PROBLEM TO SOLVE ▸ Every line holding the word "delay" should be copied from the material.

TASK INPUTS ▸
//! Per-session timer registry.
//!
//! Debounces and idle timeouts are the only scheduling primitive the editor
//! needs. Instead of scattering callbacks, every timer lives in a handle table
//! owned by the session, so tearing the session down cancels everything at
//! once and no late callback can reach a view that is gone.
//!
//! Timers are keyed: scheduling a key that is already pending replaces the
//! old deadline rather than stacking a second timer. Time is always passed in
//! by the caller, which keeps the registry deterministic under test.

use std::fmt::Debug;
use std::time::Duration;

use web_time::Instant;

/// Handle to a scheduled timer. Stale handles (for timers that fired, were
/// cancelled or replaced) are rejected by generation check.
#[derive(Debug, Clone, Copy, PartialEq, Eq, Hash)]
pub struct TimerHandle {
    index: u32,
    generation: u32,
}

#[derive(Debug)]
struct Entry<K> {
    key: K,
    deadline: Instant,
    /// Insertion order, breaks ties between equal deadlines.
    seq: u64,
}

#[derive(Debug)]
struct Slot<K> {
    generation: u32,
    entry: Option<Entry<K>>,
}

#[derive(Debug)]
pub struct TimerRegistry<K> {
    slots: Vec<Slot<K>>,
    free: Vec<u32>,
    next_seq: u64,
}

impl<K> Default for TimerRegistry<K> {
    fn default() -> Self {
        Self {
            slots: Vec::new(),
            free: Vec::new(),
            next_seq: 0,
        }
    }
}

impl<K: Copy + Eq + Debug> TimerRegistry<K> {
    pub fn new() -> Self {
        Self::default()
    }

    /// Schedule `key` to fire at `deadline`, replacing any pending timer for
    /// the same key.
    pub fn schedule(&mut self, key: K, deadline: Instant) -> TimerHandle {
        self.cancel(key);

        let seq = self.next_seq;
        self.next_seq += 1;
        let entry = Entry { key, deadline, seq };

        let index = match self.free.pop() {
            Some(index) => {
                self.slots[index as usize].entry = Some(entry);
                index
            }
            None => {
                self.slots.push(Slot {
                    generation: 0,
                    entry: Some(entry),
                });
                (self.slots.len() - 1) as u32
            }
        };
        let generation = self.slots[index as usize].generation;
        tracing::trace!(?key, "timer scheduled");
        TimerHandle { index, generation }
    }

    pub fn schedule_after(&mut self, key: K, now: Instant, delay: Duration) -> TimerHandle {
        self.schedule(key, now + delay)
    }

    /// Cancel the pending timer for `key`. Returns whether one existed.
    pub fn cancel(&mut self, key: K) -> bool {
        match self.index_of(key) {
            Some(index) => {
                self.release(index);
                true
            }
            None => false,
        }
    }

    /// Cancel by handle. Returns false for stale handles.
    pub fn cancel_handle(&mut self, handle: TimerHandle) -> bool {
        match self.slots.get(handle.index as usize) {
            Some(slot) if slot.generation == handle.generation && slot.entry.is_some() => {
                self.release(handle.index);
                true
            }
            _ => false,
        }
    }

    /// Cancel every pending timer. Returns how many were cancelled.
    pub fn cancel_all(&mut self) -> usize {
        let live: Vec<u32> = self
            .slots
            .iter()
            .enumerate()
            .filter(|(_, slot)| slot.entry.is_some())
            .map(|(i, _)| i as u32)
            .collect();
        for index in &live {
            self.release(*index);
        }
        live.len()
    }

    pub fn is_scheduled(&self, key: K) -> bool {
        self.index_of(key).is_some()
    }

    pub fn deadline(&self, key: K) -> Option<Instant> {
        self.index_of(key)
            .and_then(|i| self.slots[i as usize].entry.as_ref())
            .map(|e| e.deadline)
    }

    /// Earliest pending deadline, if any.
    pub fn next_deadline(&self) -> Option<Instant> {
        self.entries().map(|e| e.deadline).min()
    }

    /// Remove and return every key whose deadline is at or before `now`, in
    /// deadline order.
    pub fn fire_due(&mut self, now: Instant) -> Vec<K> {
        let mut due: Vec<(Instant, u64, u32)> = self
            .slots
            .iter()
            .enumerate()
            .filter_map(|(i, slot)| slot.entry.as_ref().map(|e| (e, i)))
            .filter(|(e, _)| e.deadline <= now)
            .map(|(e, i)| (e.deadline, e.seq, i as u32))
            .collect();
        due.sort_unstable_by_key(|&(deadline, seq, _)| (deadline, seq));

        due.into_iter()
            .filter_map(|(_, _, index)| self.release(index))
            .collect()
    }

    pub fn len(&self) -> usize {
        self.entries().count()
    }

    pub fn is_empty(&self) -> bool {
        self.len() == 0
    }

    fn entries(&self) -> impl Iterator<Item = &Entry<K>> {
        self.slots.iter().filter_map(|slot| slot.entry.as_ref())
    }

    fn index_of(&self, key: K) -> Option<u32> {
        self.slots
            .iter()
            .position(|slot| slot.entry.as_ref().is_some_and(|e| e.key == key))
            .map(|i| i as u32)
    }

    fn release(&mut self, index: u32) -> Option<K> {
        let slot = &mut self.slots[index as usize];
        let entry = slot.entry.take()?;
        slot.generation = slot.generation.wrapping_add(1);
        self.free.push(index);
        Some(entry.key)
    }
}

SOLUTION BELOW ▸
    pub fn schedule_after(&mut self, key: K, now: Instant, delay: Duration) -> TimerHandle {
        self.schedule(key, now + delay)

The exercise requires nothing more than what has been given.